Je tourne le dos à la maison et me dirige vers le port. Dans le petit matin de juin, les rues sont désertes. Un peu d'animation quand je passe prés du marché. Toutes les senteurs se pressent puis s'estompent doucement, pour être remplacée par les odeurs de marée, de poissons et de fuel mélangées.
Le Port ! J'y suis. Devant la gare maritime, je regarde les annonces des départs. Je sens, je renifle, je respire le port. Mes yeux survolent tous ces bateaux et s'arrêtent un instant sur ce long paquebot. Sur les ponts, des mains s'agitent et pour mieux être vues, reconnues elles sont agrémentées de foulards multicolores. Sur le quai, d'autres mains s'agitent, de ceux qui resteront qui ne voyageront que par procuration au travers des cartes postales que les autres voudront bien leur envoyer. Mon regard se détourne du flot bigarré de cette foule statique.
Je m'éloigne d'un pas tranquille, sans but. Mon regard, caché par les lunettes de soleil est à l'affût de quelque chose. De cette chose qui changera de manière radicale le cours de ma vie. Cette chose ? Ce je ne sais quoi... Juste un signe ... signe du destin qui me jettera dans un futur imprévisible... un peu d'aventure, un peu de fantaisie.
J'arrive aux pontons des bateaux de plaisance. D'autres senteurs me montent au nez, ici une odeur de « Mirror » qu'on a utilisé pour faire briller le laiton, ailleurs peut être une odeur de bois ciré. Plus loin l'odeur de café et pain grillé me fait sourire. Un homme aux yeux plissés et au teint buriné me salue et me propose une tasse de café. J'hésite et puis j'accepte, j'ai tout mon temps. Il me parle de ses voyages, de sa dernière traversée de l'atlantique, de son tour de l'Australie, des gens qu'il rencontre dans les ports. Il est surpris par mes réticences à répondre à ses questions. Quand je lui dis que je n'ai pas de projet bien défini, mais que j'aimerai partir. Je connais la navigation. Tous les étés je passe mes vacances sur le bateau d'amis. J'aime le maniement des voiles. J'aime le vent qui gonfle le spi. J'aime la mer. En riant, il me dit qu'il ne prend pas d'équipier, et encore moins d'équipière. Il m'indique un ponton où des bateaux pourraient avoir besoin d'un équipier.
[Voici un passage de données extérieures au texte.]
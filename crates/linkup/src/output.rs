//! Output formatting: table, JSON, plain.
//!
//! Renders data in the format selected by `--output`. Table uses `tabled`,
//! structured formats use serde, plain emits one value per line.

use std::io::{self, Write};

use tabled::{Table, Tabled, settings::Style};

use crate::cli::OutputFormat;
use crate::error::CliError;

// ── Render dispatchers ───────────────────────────────────────────────

/// Render a list of serde-serializable + tabled items in the chosen format.
pub fn render_list<T, R>(
    format: OutputFormat,
    data: &[T],
    to_row: impl Fn(&T) -> R,
    id_fn: impl Fn(&T) -> String,
) -> Result<String, CliError>
where
    T: serde::Serialize,
    R: Tabled,
{
    Ok(match format {
        OutputFormat::Table => {
            let rows: Vec<R> = data.iter().map(to_row).collect();
            render_table(&rows)
        }
        OutputFormat::Json => serde_json::to_string_pretty(data)?,
        OutputFormat::JsonCompact => serde_json::to_string(data)?,
        OutputFormat::Plain => data.iter().map(id_fn).collect::<Vec<_>>().join("\n"),
    })
}

/// Print the rendered output to stdout, respecting quiet mode.
pub fn print_output(output: &str, quiet: bool) {
    if quiet || output.is_empty() {
        return;
    }
    let mut stdout = io::stdout().lock();
    let _ = writeln!(stdout, "{output}");
}

fn render_table<R: Tabled>(rows: &[R]) -> String {
    Table::new(rows).with(Style::rounded()).to_string()
}

/// Shorten a JSON value for a table cell.
pub fn cell(value: &serde_json::Value) -> String {
    const MAX: usize = 60;
    let text = match value {
        serde_json::Value::String(s) => s.clone(),
        other => other.to_string(),
    };
    if text.chars().count() > MAX {
        let cut: String = text.chars().take(MAX - 1).collect();
        format!("{cut}…")
    } else {
        text
    }
}
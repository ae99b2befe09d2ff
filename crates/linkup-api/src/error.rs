use thiserror::Error;

/// Marker the API puts in the body when the `product`/`version` identity
/// headers are missing or no longer accepted.
const REQUIRED_HEADER_MISSING: &str = "RequiredHeaderMissing";

/// Top-level error type for the `linkup-api` crate.
///
/// Covers every failure mode of the LibreLinkUp follower API:
/// authentication, transport, HTTP status and payload decoding.
/// `linkup-core` decides which of these are worth more than a log line.
#[derive(Debug, Error)]
pub enum Error {
    // ── Authentication ──────────────────────────────────────────────
    /// Login answered with status 0 but without an auth ticket.
    #[error("Authentication failed: {message}")]
    Authentication { message: String },

    /// Login answered with a non-zero envelope status (bad credentials,
    /// terms of use not accepted, account locked, ...).
    #[error("Login rejected with status {status}")]
    LoginRejected {
        status: i64,
        /// `error.message` of the envelope, when present.
        message: Option<String>,
        body: String,
    },

    /// The account lives in another region; login must go to that host.
    #[error("Account belongs to region '{region}'")]
    RegionRedirect { region: String },

    /// The declared client identity was refused by the API.
    #[error("Request rejected: required header missing (client version outdated)")]
    RequiredHeaderMissing { body: String },

    /// The bearer token is no longer accepted.
    #[error("Unauthorized -- token may be expired")]
    Unauthorized { body: String },

    // ── Transport ───────────────────────────────────────────────────
    /// Any other non-success HTTP status.
    #[error("HTTP {status}: {body}")]
    Http { status: u16, body: String },

    /// HTTP transport error (connection refused, DNS failure, timeout, etc.)
    #[error("HTTP transport error: {0}")]
    Transport(#[from] reqwest::Error),

    /// URL parsing error.
    #[error("Invalid URL: {0}")]
    InvalidUrl(#[from] url::ParseError),

    /// A header value could not be encoded (token with control characters).
    #[error("Invalid header value for {name}")]
    InvalidHeader { name: &'static str },

    // ── Data ────────────────────────────────────────────────────────
    /// JSON deserialization failed, with the raw body for debugging.
    #[error("Deserialization error: {message}")]
    Deserialization { message: String, body: String },
}

impl Error {
    /// Classify a non-success response.
    ///
    /// `RequiredHeaderMissing` is pattern-matched from the body first, because
    /// the API reports it under varying status codes.
    pub fn from_response(status: reqwest::StatusCode, body: String) -> Self {
        if body.contains(REQUIRED_HEADER_MISSING) {
            return Self::RequiredHeaderMissing { body };
        }
        if status == reqwest::StatusCode::UNAUTHORIZED {
            return Self::Unauthorized { body };
        }
        Self::Http {
            status: status.as_u16(),
            body,
        }
    }

    /// Returns `true` if the bearer token was rejected and a fresh login
    /// might resolve it.
    pub fn is_unauthorized(&self) -> bool {
        matches!(self, Self::Unauthorized { .. })
    }

    /// Returns `true` if the client version header needs updating.
    pub fn is_required_header_missing(&self) -> bool {
        matches!(self, Self::RequiredHeaderMissing { .. })
    }

    /// The raw response body, when the failure came with one.
    pub fn response_body(&self) -> Option<&str> {
        match self {
            Self::LoginRejected { body, .. }
            | Self::RequiredHeaderMissing { body }
            | Self::Unauthorized { body }
            | Self::Http { body, .. }
            | Self::Deserialization { body, .. } => Some(body.as_str()),
            _ => None,
        }
    }
}

#[cfg(test)]
#[allow(clippy::unwrap_used)]
mod tests {
    use super::*;
    use reqwest::StatusCode;

    #[test]
    fn header_missing_wins_over_status() {
        let err = Error::from_response(
            StatusCode::FORBIDDEN,
            r#"{"message":"RequiredHeaderMissing"}"#.into(),
        );
        assert!(err.is_required_header_missing());
        assert!(!err.is_unauthorized());
    }

    #[test]
    fn unauthorized_keeps_body() {
        let err = Error::from_response(StatusCode::UNAUTHORIZED, "expired".into());
        assert!(err.is_unauthorized());
        assert_eq!(err.response_body(), Some("expired"));
    }
}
Un autre ponton, d'autres gens qui s'activent aux préparatifs du départ ... indifférents à ma présence. Un peu à l'écart, arrimé le long d'un quai, un catamaran de course étire son mât vers le ciel. Les drisses agitées par le vent cliquettent sur le long tube en carbone. Tout est calme à bord. Je m'assoie sur une bite d'amarrage et admire le bel oiseau blanc. Les emblèmes des sponsors colorent les coques et leur donnent un air d'arlequin. Je détourne le regard attiré par le bruit insolite d'un moteur de voiture qui s'arrête non loin de moi. L'homme qui en descend, est un vieux loup de mer, son regard bleu comme le ciel des mers du sud me scrute. Bougonnant un vague bonjour, il se détourne pour décharger la voiture. Je suis un peu comme un chat, attentive à chacun de ses gestes. Il range le matériel, fait de nombreuses vérifications. Je souris quand je le vois sautiller sur le trampoline. C'est curieux comme un homme d'une telle stature peut se déplacer avec une telle légèreté. Le bateau est magnifique. Je lève les yeux vers le haut du mât. L'homme remonte sur le quai pour détacher les amarres, me salue de la tête. Remonté à bord, il lance le petit moteur qui lui permettra de sortir du port.
Je le regarde s'éloigner, dés qu'il a dépassé le port, le vent s'est engouffré dans les voiles. Je reste sur le quai, imaginant la grand-voile gonflée par le vent, la musique du carbone, les embruns sur mon visage, les vagues se brisant sur les coques, et le bel oiseau dressé sur ses foils prêts à s'envoler.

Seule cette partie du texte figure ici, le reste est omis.